Using this insight, the firm targeted the top 100 influencers on business-orientated handsets in Germany. It sent each influencer a pre-launch handset and supporting material. It also created an online forum to gather influencers’ views on the product’s feature-set, price-points, launch strategy and choice of resellers. Using the forum, influ-encers could contribute their own experiences and suggestions, and see the opinions and comments from other influencers.
The feedback was used to make last stage modifications to the device, to the user documentation and to the launch strategy. Importantly, high visibility of the handset was established within the influencer community.
Influencers had trialled the product, fed back on its capabilities and each had read the inputs of the wider influencer group.
The firm was able to launch the new handset into a market whose influencers were already aware of it and its features. These influencers started influencing the market, and the handset sold quickly and in volume.

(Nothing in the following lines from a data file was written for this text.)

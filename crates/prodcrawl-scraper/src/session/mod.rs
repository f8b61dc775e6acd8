//! Browser sessions: one live browser instance with a single open page.
//!
//! The orchestrator and batch driver depend only on [`BrowserSession`] and
//! [`SessionFactory`]; [`chromium`] provides the real implementation.

pub mod chromium;

use async_trait::async_trait;

use crate::error::CrawlError;

pub use chromium::{ChromiumLauncher, ChromiumSession};

/// Lifecycle of a session:
/// `Created → Ready → (Navigating ⇄ Ready) → Terminated`. `Terminated` is final.
#[derive(Debug, Clone, Copy, PartialEq, Eq)]
pub enum SessionState {
    /// Launched; nothing loaded yet.
    Created,
    Ready,
    Navigating,
    Terminated,
}

/// A live browser page that can be driven through one URL at a time.
///
/// Not safe for concurrent navigations; callers hold it by `&mut`.
#[async_trait]
pub trait BrowserSession: Send {
    /// Loads `url` and waits for the page to settle.
    ///
    /// # Errors
    ///
    /// Returns [`CrawlError::Navigation`] on load failure, timeout, or if the
    /// session has already been terminated.
    async fn navigate(&mut self, url: &str) -> Result<(), CrawlError>;

    /// Clicks through a blocking interstitial if one is showing. Returns
    /// whether anything was dismissed. Never fails.
    async fn dismiss_interstitial(&mut self) -> bool;

    /// Fully rendered markup of the current page.
    ///
    /// # Errors
    ///
    /// Returns [`CrawlError::Navigation`] if the markup cannot be retrieved.
    async fn read_markup(&mut self) -> Result<String, CrawlError>;

    /// Closes the browser. Idempotent; never fails.
    async fn terminate(&mut self);

    fn state(&self) -> SessionState;
}

/// Creates new sessions.
#[async_trait]
pub trait SessionFactory: Send + Sync {
    type Session: BrowserSession;

    /// # Errors
    ///
    /// Returns [`CrawlError::SessionStart`] if the browser cannot be launched.
    async fn create(&self) -> Result<Self::Session, CrawlError>;
}

/// Where a crawl gets its session from.
///
/// `Launch` means the crawl owns the session and must terminate it on every
/// exit path. `Borrowed` sessions belong to the caller and are never
/// terminated by the crawl.
pub enum SessionSource<'a, S> {
    Launch,
    Borrowed(&'a mut S),
}

impl<S> std::fmt::Debug for SessionSource<'_, S> {
    fn fmt(&self, f: &mut std::fmt::Formatter<'_>) -> std::fmt::Result {
        match self {
            SessionSource::Launch => f.write_str("Launch"),
            SessionSource::Borrowed(_) => f.write_str("Borrowed"),
        }
    }
}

As the firm’s spokesperson commented, ‘The addition of influencer identification and marketing into our WOM rollout campaign for the new handset has been invaluable. We could already target our expected consumer-base through our ongoing marketing, but identifying and working with the top-tier of market influencers was beyond our reach – and we knew it’.
Importantly, identifying and targeting influencers had substantially lowered the risk in launching the handset. Mobile devices are expensive to develop and market launch is a critical point in the commercial success, or otherwise, of each product. Pre-influencing a market prior to launch minimised the risk to the firm and underpinned a successful product release.